# who's ever tried to come home to their parentes drunk



## CRASHMAN (Sep 15, 2002)

ME!!!!! it's soooooooooo hard to come home drunk man that was scAry with the dog jumpin on me while i was drunk tippin me over wow eremeind me not to give that fucker a treat  lol actully just bored  drunk now any ladies out there????


----------



## david (Sep 15, 2002)

> _*Originally posted by CRASHMAN *_
> ME!!!!! it's soooooooooo hard to come home drunk man that was scAry with the dog jumpin on me while i was drunk tippin me over wow eremeind me not to give that fucker a treat  lol actully just bored  drunk now any ladies out there????



When I was young I did one of two things.

1) Beat my mother home and lock my bedroom door!  

2) Become the best actor in the world pretending I wan't drunk.

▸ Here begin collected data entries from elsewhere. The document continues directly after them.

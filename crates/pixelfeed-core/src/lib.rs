//! PixelFeed Core - image-to-tensor loading for training pipelines.
//!
//! PixelFeed turns a list of image files into fixed-shape, channel-major
//! `f32` tensors, either one sample at a time through a background prefetch
//! worker or as whole batches assembled on the calling thread.
//!
//! # Architecture
//!
//! ```text
//! Location → Read → Decode → Transforms → Channels → Crop → Scale → Pack → Sample
//! ```
//!
//! # Usage
//!
//! ```rust,ignore
//! use pixelfeed_core::{Config, PixelFeed};
//!
//! #[tokio::main]
//! async fn main() -> pixelfeed_core::Result<()> {
//!     let feed = PixelFeed::new(Config::load()?);
//!     let split = feed.discover("./train".as_ref());
//!
//!     let mut prefetch = feed.prefetch(&split)?;
//!     while prefetch.has_next() {
//!         if let Some(sample) = prefetch.next().await? {
//!             println!("{} -> {:?}", sample.path.display(), sample.label);
//!         }
//!     }
//!     Ok(())
//! }
//! ```

// Module declarations
pub mod buffer;
pub mod config;
pub mod error;
pub mod pipeline;
pub mod tensor;

use std::path::Path;
use std::sync::Arc;

use pipeline::labels::generator_from_config;

// Re-exports for convenient access
pub use buffer::{ElementType, Layout, PixelBuffer, PixelData};
pub use config::Config;
pub use error::{
    BatchLoadError, ChannelConversionError, ConfigError, DecodeError, FeedError, ImageError,
    PrefetchError, Result, SampleLoadError, ShapeMismatchError,
};
pub use pipeline::{
    Batch, BatchBuilder, LabelSet, LocationSource, LocationSplit, PrefetchScheduler,
    RecordPipeline, Sample,
};
pub use tensor::{PackPath, PackReport, Placement, TensorPacker, TensorViewMut};

// Samples and batches expose ndarray types directly.
pub use ndarray;

/// Library version.
pub const VERSION: &str = env!("CARGO_PKG_VERSION");

/// Entry point wiring a [`Config`] into discovery, labels and loaders.
pub struct PixelFeed {
    config: Config,
}

impl PixelFeed {
    pub fn new(config: Config) -> Self {
        tracing::debug!("Initializing PixelFeed v{}", VERSION);
        Self { config }
    }

    /// Create a PixelFeed instance from the default config file.
    pub fn with_defaults() -> Result<Self> {
        let config = Config::load()?;
        Ok(Self::new(config))
    }

    /// Get a reference to the current configuration.
    pub fn config(&self) -> &Config {
        &self.config
    }

    /// Enumerate supported files under `root`.
    pub fn discover(&self, root: &Path) -> LocationSplit {
        LocationSplit::discover(root, &self.config.processing)
    }

    /// Record pipeline for `split`, with a label set built from the split
    /// when labels are enabled.
    pub fn pipeline(&self, split: &LocationSplit) -> RecordPipeline {
        let loader = RecordPipeline::new(&self.config);
        if !self.config.labels.enabled {
            return loader;
        }
        let generator = generator_from_config(&self.config.labels);
        let labels = LabelSet::from_locations(
            split.locations().iter().map(|p| p.as_path()),
            generator.as_ref(),
            split.root(),
        );
        loader.with_labels(labels, generator)
    }

    /// Start a prefetch worker over `split`.
    pub fn prefetch(&self, split: &LocationSplit) -> Result<PrefetchScheduler> {
        let mut scheduler =
            PrefetchScheduler::new(Arc::new(self.pipeline(split)), &self.config.pipeline);
        scheduler.start(split.source())?;
        Ok(scheduler)
    }

    /// Batch builder over `split`'s label set.
    pub fn batch_builder(&self, split: &LocationSplit) -> BatchBuilder {
        BatchBuilder::new(Arc::new(self.pipeline(split))).with_labels(self.config.labels.enabled)
    }
}
//! Resource limits checked around decoding.

use std::path::Path;

use crate::buffer::PixelBuffer;
use crate::config::LimitsConfig;
use crate::error::ImageError;

/// Validates files before and rasters after decoding.
#[derive(Debug, Clone)]
pub struct Validator {
    limits: LimitsConfig,
}

impl Validator {
    /// Create a new validator with the given limits.
    pub fn new(limits: LimitsConfig) -> Self {
        Self { limits }
    }

    /// Read a whole file after checking its size against the limit.
    pub fn read_checked(&self, path: &Path) -> Result<Vec<u8>, ImageError> {
        let metadata = std::fs::metadata(path)?;
        self.check_size(metadata.len())?;
        Ok(std::fs::read(path)?)
    }

    /// Reject byte counts above `max_file_size_mb`.
    pub fn check_size(&self, len: u64) -> Result<(), ImageError> {
        let max_bytes = self.limits.max_file_size_mb.saturating_mul(1024 * 1024);
        if len > max_bytes {
            return Err(ImageError::FileTooLarge {
                size_mb: len / (1024 * 1024),
                max_mb: self.limits.max_file_size_mb,
            });
        }
        Ok(())
    }

    /// Reject rasters wider or taller than `max_image_dimension`.
    pub fn check_dimensions(&self, image: &PixelBuffer) -> Result<(), ImageError> {
        let max_dim = self.limits.max_image_dimension;
        if image.width() > max_dim || image.height() > max_dim {
            return Err(ImageError::ImageTooLarge {
                width: image.width(),
                height: image.height(),
                max_dim,
            });
        }
        Ok(())
    }
}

A.  I always got caught- going downstairs to pray to the porcelin God!  She knew it so I was always in trouble for it! 
B.)  Thank god we had a cat and not a dog otherwise I got away with it!  

Sounds like you got drunk tonight.  Did you get caught or something?


----------



## CRASHMAN (Sep 15, 2002)

awwwwww man i don't even remeber this thread my fuckin head hurts!! god dammed tequila!


----------



## Pianomahnn (Sep 15, 2002)

Never been drunk.

Can't really add much more here.


----------



## Dero (Sep 15, 2002)

> _*Originally posted by CRASHMAN *_
> awwwwww man i don't even remeber this thread my fuckin head hurts!! god dammed tequila!


 YO CRASH!!!!! 
TOKILLYA!!!!!
Dat stuff is a killer!!!
 
oops,sorry.I'll whisper...Drink lotsa water!!!!


----------



## CRASHMAN (Sep 15, 2002)

this stuff was good though just sittin there doin shots to myself lol i gave some other people a couple salt lime tokillya! hahahaha tokillya thats funny


----------



## david (Sep 15, 2002)

> _*Originally posted by CRASHMAN *_
> this stuff was good though just sittin there doin shots to myself lol i gave some other people a couple salt lime tokillya! hahahaha tokillya thats funny



Did you meet any new ladies at least?  Or, do you not remember ??


----------



## CRASHMAN (Sep 15, 2002)

we were drivin around lookin for people to fight, with a bunch of people and my friends then we went to the driving range and stole golf balls then we were in a high speed chase with the guy behind us cause the golf ball bounced back and broke out his headlight we should of stopped and fought him but we didn't wanna pay for a headlight


----------



## david (Sep 15, 2002)

> _*Originally posted by CRASHMAN *_
> we were drivin around lookin for people to fight, with a bunch of people and my friends then we went to the driving range and stole golf balls then we were in a high speed chase with the guy behind us cause the golf ball bounced back and broke out his headlight we should of stopped and fought him but we didn't wanna pay for a headlight



Fun is fun... Fighting is NOT cool!


----------



## CRASHMAN (Sep 15, 2002)

it's innocent fun  we know everyone we fight it's like a group outing


----------



## NickB (Sep 15, 2002)

Drinking, driving, starting drunken brawls with strangers, vandalism.

Wow, you're really cool.


----------



## CRASHMAN (Sep 15, 2002)

what else am i gonna do in this town you've been here


----------



## david (Sep 15, 2002)

> _*Originally posted by NickB *_
> Drinking, driving, starting drunken brawls with strangers, vandalism.
> 
> Wow, you're really cool.



 

Seriously Crash,  I guess so, but where in the hell do you live?


----------



## david (Sep 15, 2002)

This reminds me of a movie I once saw along with most everyone else.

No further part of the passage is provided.